What gun is best for a girl?


hurley40

New member
which handgun is best for a girl

Springfield XD sub compact 9mm
 

onetuza

New member
All good info, as Sfe said make sure you can handle racking the slide and loading the magazine on whatever you think is an option. My wife can only rack the slide easily on the Walther PK380 we bought for her, she had trouble with most other. Same with the magazines, the ones with stiffer springs were too hard for her to load. We almost went to a revolver but settled on the Walther. Best to go rent several at the range t find one that fits your hand best, and that you can work easily. Take everything in to account - racking the slide, loading the magazine, the weight and whether you will carry it if it's too heavy, the size and whether it fits with your dress and ability to carry. Better to have a smaller caliber pistol you will carry than a bigger one you will not.

Chuck

The other micro-.380 with a really easy slide to rack is the SIG P238. It's the only semi auto my wife can confidently do the manual of arms with. She can load, unload, and clear the gun of jams, double feeds, stovepipes, the works. She's 70 years old and has very weak hands.

I've not found anybody that thought the P238 was anything but pleasant to shoot.

Fitch
My wife has begun to think about carrying. She seems drawn to revolvers. She has weak hands and fingers and has been unable to rack anything but a 22 cal.

Today at a gun show we compared a Kel-tec 380 to the Sig P380. Holy cow what a difference. While the Sig costs twice as much, it racks like a 22. I was impressed. I guess you get what you pay for. I should add that we have never shot one.

That being said, I personally was impressed with the Ruger LC9. I'm thinking of trading in my Kel-tec PF-9.
 

ShootingYarn

New member
First off I agree with a lot of the posts that say you should try different ones and a lot of them. However, if you are a person with small hands and you would rather carry a semi-auto I do have a suggestion. I have freakishly small hands, ring finger size 6, very small but I don't particularly care for revolvers. I carry a 709 slim by Taurus. It is compact, easy to carry and fits my hands. The kickback isn't very bad and I can maneuver the slide and load the clip just fine. You can also buy re-looading helpers to reload more quickly if you want. I carry a weapon on the job and it is in plain sight on my hip and very comfortable, not too heavy.
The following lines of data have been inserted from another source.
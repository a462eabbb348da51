use storefront_server_lib::api::server::app;
use storefront_server_lib::api::state::AppState;
use storefront_server_lib::data::models::user::UserRole;
use storefront_server_lib::data::repos::implementors::memory_repo::MemoryDatabase;
use storefront_server_lib::data::repos::traits::user_repository::UserRepository;
use storefront_server_lib::security::jwt::{AccessClaims, JwtService};
use storefront_server_lib::services::errors::UserServiceError;
use storefront_server_lib::services::user_service::UserService;
use axum::Router;
use axum::body::Body;
use axum::http::{Request, StatusCode, header};
use http_body_util::BodyExt;
use serde_json::{Value, json};
use tower::ServiceExt;

const SECRET: &str = "user-controller-test-secret";

fn setup() -> (MemoryDatabase, Router, JwtService) {
    let db = MemoryDatabase::new();
    let jwt = JwtService::new(SECRET, 60);
    let router = app(AppState::new(db.clone(), jwt.clone()));
    (db, router, jwt)
}

async fn post_json(router: &Router, uri: &str, body: Value) -> (StatusCode, Value) {
    let request = Request::builder()
        .method("POST")
        .uri(uri)
        .header(header::CONTENT_TYPE, "application/json")
        .body(Body::from(body.to_string()))
        .unwrap();

    let response = router.clone().oneshot(request).await.unwrap();
    let status = response.status();
    let bytes = response.into_body().collect().await.unwrap().to_bytes();
    (status, serde_json::from_slice(&bytes).unwrap_or(Value::Null))
}

#[tokio::test]
async fn test_register_and_login() {
    let (db, router, jwt) = setup();

    let (status, json) = post_json(
        &router,
        "/api/auth/register",
        json!({ "name": "Ana", "email": "ana@example.com", "password": "s3cret" }),
    )
    .await;
    assert_eq!(status, StatusCode::CREATED);
    let user_id = json["id"].as_i64().unwrap() as i32;

    let stored = db
        .get_user_by_email("ana@example.com")
        .await
        .unwrap()
        .expect("User not stored");
    assert_ne!(stored.password_hash, "s3cret");
    assert_eq!(stored.get_role(), UserRole::Customer);

    let (status, json) = post_json(
        &router,
        "/api/auth/login",
        json!({ "email": "ana@example.com", "password": "s3cret" }),
    )
    .await;
    assert_eq!(status, StatusCode::OK);
    assert_eq!(json["user"]["userId"], user_id);
    assert_eq!(json["user"]["role"], "customer");

    let claims: AccessClaims = jwt
        .decode_token(json["token"].as_str().unwrap())
        .expect("Token should decode");
    assert_eq!(claims.user_id(), user_id);
    assert_eq!(claims.role, UserRole::Customer);
}

#[tokio::test]
async fn test_register_duplicate_email_is_conflict() {
    let (_, router, _) = setup();
    let body = json!({ "name": "Ana", "email": "dup@example.com", "password": "pw" });

    let (first, _) = post_json(&router, "/api/auth/register", body.clone()).await;
    let (second, _) = post_json(&router, "/api/auth/register", body).await;

    assert_eq!(first, StatusCode::CREATED);
    assert_eq!(second, StatusCode::CONFLICT);
}

#[tokio::test]
async fn test_register_requires_all_fields() {
    let (_, router, _) = setup();

    let (status, _) = post_json(
        &router,
        "/api/auth/register",
        json!({ "name": "", "email": "blank@example.com", "password": "pw" }),
    )
    .await;

    assert_eq!(status, StatusCode::BAD_REQUEST);
}

#[tokio::test]
async fn test_login_rejects_bad_credentials() {
    let (_, router, _) = setup();

    post_json(
        &router,
        "/api/auth/register",
        json!({ "name": "Luis", "email": "luis@example.com", "password": "right" }),
    )
    .await;

    let (wrong_password, _) = post_json(
        &router,
        "/api/auth/login",
        json!({ "email": "luis@example.com", "password": "wrong" }),
    )
    .await;
    let (unknown_email, _) = post_json(
        &router,
        "/api/auth/login",
        json!({ "email": "nobody@example.com", "password": "right" }),
    )
    .await;

    assert_eq!(wrong_password, StatusCode::UNAUTHORIZED);
    assert_eq!(unknown_email, StatusCode::UNAUTHORIZED);
}

#[tokio::test]
async fn test_user_service_errors() {
    let db = MemoryDatabase::new();
    let service = UserService::new(db, JwtService::new(SECRET, 60));

    service
        .register("Eva", "eva@example.com", "pw")
        .await
        .expect("Registration should succeed");

    assert_eq!(
        service.register("Eva", "eva@example.com", "pw").await,
        Err(UserServiceError::EmailTaken)
    );
    assert_eq!(
        service.login("eva@example.com", "nope").await.err(),
        Some(UserServiceError::InvalidCredentials)
    );
}

#[tokio::test]
async fn test_malformed_auth_bodies_are_bad_request() {
    let (db, router, _) = setup();

    let cases = vec![
        ("/api/auth/register", json!({ "email": "a@b.c", "password": "pw" })),
        ("/api/auth/register", json!({ "name": "Ana", "email": "a@b.c" })),
        ("/api/auth/register", json!({ "name": 7, "email": "a@b.c", "password": "pw" })),
        ("/api/auth/login", json!({ "email": "a@b.c" })),
        ("/api/auth/login", json!({ "password": "pw" })),
        ("/api/auth/login", json!([])),
    ];

    for (uri, body) in cases {
        let (status, json) = post_json(&router, uri, body.clone()).await;
        assert_eq!(status, StatusCode::BAD_REQUEST, "{uri} {body}");
        assert!(json["message"].is_string(), "{uri} {body}");
    }

    assert!(db.get_user_by_email("a@b.c").await.unwrap().is_none());
}

#[tokio::test]
async fn test_auth_body_without_json_content_type_is_bad_request() {
    let (_, router, _) = setup();

    let request = Request::builder()
        .method("POST")
        .uri("/api/auth/login")
        .body(Body::from(r#"{"email":"a@b.c","password":"pw"}"#))
        .unwrap();
    let response = router.oneshot(request).await.unwrap();

    assert_eq!(response.status(), StatusCode::BAD_REQUEST);
}
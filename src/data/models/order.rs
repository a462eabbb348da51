use crate::data::models::schema::*;
use crate::data::models::user::User;
use bigdecimal::BigDecimal;
use diesel::prelude::*;

#[derive(Queryable, Selectable, Identifiable, Associations, PartialEq, Debug, Clone)]
#[diesel(table_name = orders)]
#[diesel(primary_key(order_id))]
#[diesel(belongs_to(User, foreign_key = user_id))]
#[diesel(check_for_backend(diesel::mysql::Mysql))]
pub struct Order {
    pub order_id: i32,
    pub user_id: i32,
    pub total: BigDecimal,
    pub status: String,
    pub created_at: chrono::NaiveDateTime,
}

#[derive(Insertable, PartialEq, Debug, Clone)]
#[diesel(table_name = orders)]
pub struct NewOrder {
    pub user_id: i32,
    pub total: BigDecimal,
    pub status: String,
}

/// Order statuses for workflow management
#[derive(Debug, Clone, Copy, PartialEq, Eq)]
pub enum OrderStatus {
    Pending,
    Paid,
    Shipped,
    Cancelled,
}

impl OrderStatus {
    pub fn as_str(&self) -> &'static str {
        match self {
            OrderStatus::Pending => "pending",
            OrderStatus::Paid => "paid",
            OrderStatus::Shipped => "shipped",
            OrderStatus::Cancelled => "cancelled",
        }
    }
}

/// An order together with its line items, each carrying the product name.
#[derive(Debug, Clone, PartialEq)]
pub struct OrderWithItems {
    pub order: Order,
    pub items: Vec<OrderLine>,
}

#[derive(Debug, Clone, PartialEq)]
pub struct OrderLine {
    pub product_id: i32,
    pub product_name: String,
    pub quantity: i32,
    pub unit_price: BigDecimal,
}
pub mod api;
pub mod data;
pub mod security;
pub mod services;
pub mod utils;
I feel your pain! After handling quite a few guns, I got a Taurus 740 slim, as it was a much more comfortable grip for someone with smaller hands. What I didn't consider was size of the gun itself.... I am also a smaller person in general and just plain don't dress baggy. So it's hard for me to conceal well without some serious wardrobe planning. As I currently work where I cannot carry while there, it hasn't been much of an issue on my days off to plan a bit. Now I'm looking at switching jobs to work from home and will be able to carry anytime, and I'm considering a Ruger LCP as a second carry gun as I can inside the waistband it much easier. I'm not as happy carrying a .380 vs a .40, but I haven't found another option that considers my budget, size requirements, etc so well. (If anyone has a suggestion, I'll check it out!) If you can carry a little larger, my friend's daily carry is a Kahr PM40 and he's been verrry happy with it, and thi is coming from a guy that owns more guns that some gun shops. It's still smaller than the Taurus 740 slim but just enough bigger that it didn't quite work for me.
 

MrsPACarrier

New member
Welcome!

I am too old to be considered a "girl," but I will answer from a woman's standpoint. :)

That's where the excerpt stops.